Abstract

INTRODUCTION: Most pediatric low grade gliomas, and a substantial part of PXAs, have a BRAF alteration/activated MAPK pathway. This group often requires several lines of therapy, which coincides with significant morbidity. There is growing evidence that molecular targeted treatment may be beneficial for this population. Here we report the toxicity and efficacy of patients treated off-trial with either trametinib monotherapy or in combination with dabrafenib. METHODS: We performed a single-center retrospective chart review of all neuro-oncological patients who received trametinib monotherapy or in combination with dabrafenib (compassionate-use) in the Princes Maxima Center between April 1st, 2018 and December 31st, 2021. RESULTS: 22 patients (ages 1-21 years) were included of whom 14 received trametinib monotherapy (BRAF-KIAA fusion, n=10) and eight received trametinib/dabrafenib combination therapy (BRAFV600 mutation, n=8).
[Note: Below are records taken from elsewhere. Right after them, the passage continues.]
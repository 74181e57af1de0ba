//! mediarip core - download and decrypt pipeline
//!
//! This crate turns item ids on a streaming backend into files on disk.
//! A [`Client`] logs in and resolves ids into [`Downloadable`]s; a
//! downloadable fetches its stream in fixed-size blocks, decrypting
//! Deezer streams on the fly, and reports progress in network bytes.
//! Every client gates its requests through a [`RateLimiter`].

mod chunk;
pub mod client;
mod converter;
pub mod crypto;
mod download;
pub mod downloadable;
mod error;
mod rate_limiter;
mod session;
mod settings;

pub use chunk::*;
pub use client::{build_client, Client, DeezerClient, SoundcloudClient};
pub use converter::*;
pub use download::*;
pub use downloadable::Downloadable;
pub use error::*;
pub use rate_limiter::*;
pub use session::*;
pub use settings::*;

pub use mediarip_types::{MediaType, Settings, Source};
//! Format conversion collaborator
//!
//! Conversion engines are opaque services to the pipeline: they get a path
//! and transcode the file in place.

use crate::error::{MediaripError, Result};
use async_trait::async_trait;
use std::fmt::Debug;
use std::path::{Path, PathBuf};
use std::process::Stdio;
use tokio::process::Command;
use tracing::{debug, info};

/// Transcodes a file in place
#[async_trait]
pub trait Converter: Send + Sync + Debug {
    /// Convert the file at `path`, replacing it
    async fn convert(&self, path: &Path) -> Result<()>;

    /// Converter name (for logging)
    fn name(&self) -> &'static str;
}

/// Lossless FLAC conversion through an `ffmpeg` executable
#[derive(Debug, Clone)]
pub struct FfmpegConverter {
    binary: PathBuf,
}

impl FfmpegConverter {
    pub fn new(binary: impl Into<PathBuf>) -> Self {
        Self {
            binary: binary.into(),
        }
    }

    fn temp_path(path: &Path) -> PathBuf {
        let mut name = path.file_name().unwrap_or_default().to_os_string();
        name.push(".converting.flac");
        path.with_file_name(name)
    }
}

impl Default for FfmpegConverter {
    fn default() -> Self {
        Self::new("ffmpeg")
    }
}

#[async_trait]
impl Converter for FfmpegConverter {
    async fn convert(&self, path: &Path) -> Result<()> {
        let temp = Self::temp_path(path);
        debug!("Converting {} to FLAC via {}", path.display(), temp.display());

        let output = Command::new(&self.binary)
            .args(["-y", "-hide_banner", "-loglevel", "error", "-i"])
            .arg(path)
            .args(["-map", "0:a", "-c:a", "flac"])
            .arg(&temp)
            .stdin(Stdio::null())
            .output()
            .await
            .map_err(|e| {
                MediaripError::Conversion(format!("failed to run {}: {}", self.binary.display(), e))
            })?;

        if !output.status.success() {
            let _ = tokio::fs::remove_file(&temp).await;
            return Err(MediaripError::Conversion(format!(
                "ffmpeg exited with {}: {}",
                output.status,
                String::from_utf8_lossy(&output.stderr).trim()
            )));
        }

        tokio::fs::rename(&temp, path).await?;
        info!("Converted {} to FLAC", path.display());
        Ok(())
    }

    fn name(&self) -> &'static str {
        "ffmpeg-flac"
    }
}
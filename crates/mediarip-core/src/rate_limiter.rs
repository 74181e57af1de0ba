//! Request rate limiter shared by every call a client makes
//!
//! Caps how many requests a client may *start* per minute. It does not
//! throttle transfer throughput once a response is streaming.

use governor::{DefaultDirectRateLimiter, Quota};
use std::num::NonZeroU32;
use std::sync::Arc;
use tracing::debug;

/// Token bucket limiting request initiations to R per 60 seconds.
///
/// A limiter built with R <= 0 is the `Unlimited` strategy and never waits.
/// Clones share the same bucket, so one limiter can gate every concurrent
/// call from a client.
#[derive(Clone)]
pub enum RateLimiter {
    Limited {
        bucket: Arc<DefaultDirectRateLimiter>,
        per_minute: u32,
    },
    Unlimited,
}

impl RateLimiter {
    /// Create a limiter allowing `requests_per_minute` initiations per minute
    pub fn new(requests_per_minute: i64) -> Self {
        if requests_per_minute <= 0 {
            return Self::unlimited();
        }

        let per_minute = u32::try_from(requests_per_minute).unwrap_or(u32::MAX);
        match NonZeroU32::new(per_minute) {
            Some(n) => {
                debug!("Request rate limited to {} per minute", per_minute);
                Self::Limited {
                    // Burst of R, then one token every 60/R seconds
                    bucket: Arc::new(governor::RateLimiter::direct(Quota::per_minute(n))),
                    per_minute,
                }
            }
            None => Self::unlimited(),
        }
    }

    /// Create an unlimited rate limiter (no throttling)
    pub fn unlimited() -> Self {
        Self::Unlimited
    }

    pub fn is_unlimited(&self) -> bool {
        matches!(self, Self::Unlimited)
    }

    /// Configured requests per minute, `None` when unlimited
    pub fn per_minute(&self) -> Option<u32> {
        match self {
            Self::Limited { per_minute, .. } => Some(*per_minute),
            Self::Unlimited => None,
        }
    }

    /// Wait until a request slot is available and consume it
    pub async fn acquire(&self) {
        match self {
            Self::Limited { bucket, .. } => bucket.until_ready().await,
            Self::Unlimited => {}
        }
    }

    /// Non-blocking try to acquire a slot
    /// Returns true if a slot was consumed, false otherwise
    pub fn try_acquire(&self) -> bool {
        match self {
            Self::Limited { bucket, .. } => bucket.check().is_ok(),
            Self::Unlimited => true,
        }
    }
}

impl std::fmt::Debug for RateLimiter {
    fn fmt(&self, f: &mut std::fmt::Formatter<'_>) -> std::fmt::Result {
        match self {
            Self::Limited { per_minute, .. } => {
                f.debug_struct("Limited").field("per_minute", per_minute).finish()
            }
            Self::Unlimited => f.write_str("Unlimited"),
        }
    }
}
All patients on trametinib monotherapy (n=14) developed skin problems such as rash (100%), dry skin (86%), paronychia (71%) and eczema (64%). Eight patients (57%) had at least one adverse event (AE) ≥grade 3. Patients on trametinib and dabrafenib showed similar toxicity, although with lower prevalence and no paronychia. One patient (13%) had an AE ≥grade 3. Median treatment time of trametinib was 514 days (IQR 455) and for trametinib and dabrafenib 360 days (IQR 512). Five patients (36%) on trametinib are still on treatment and nine patients (64%) stopped treatment due to e.g. tumor progression or toxicity. All patients on trametinib and dabrafenib are still on treatment. Best overall response of trametinib monotherapy (n=14 evaluated) was observed as partial response (50%), stable disease (33%) and progressive disease (17%). Combination therapy (n=7 evaluated) brought 100% partial response. CONCLUSION: Dermatological toxicities are mostly seen in trametinib monotherapy or in combination with dabrafenib. Despite moderate toxicity patients seem to benefit from treatment. Results suggest that combination therapy has a more favorable toxicity profile than monotherapy.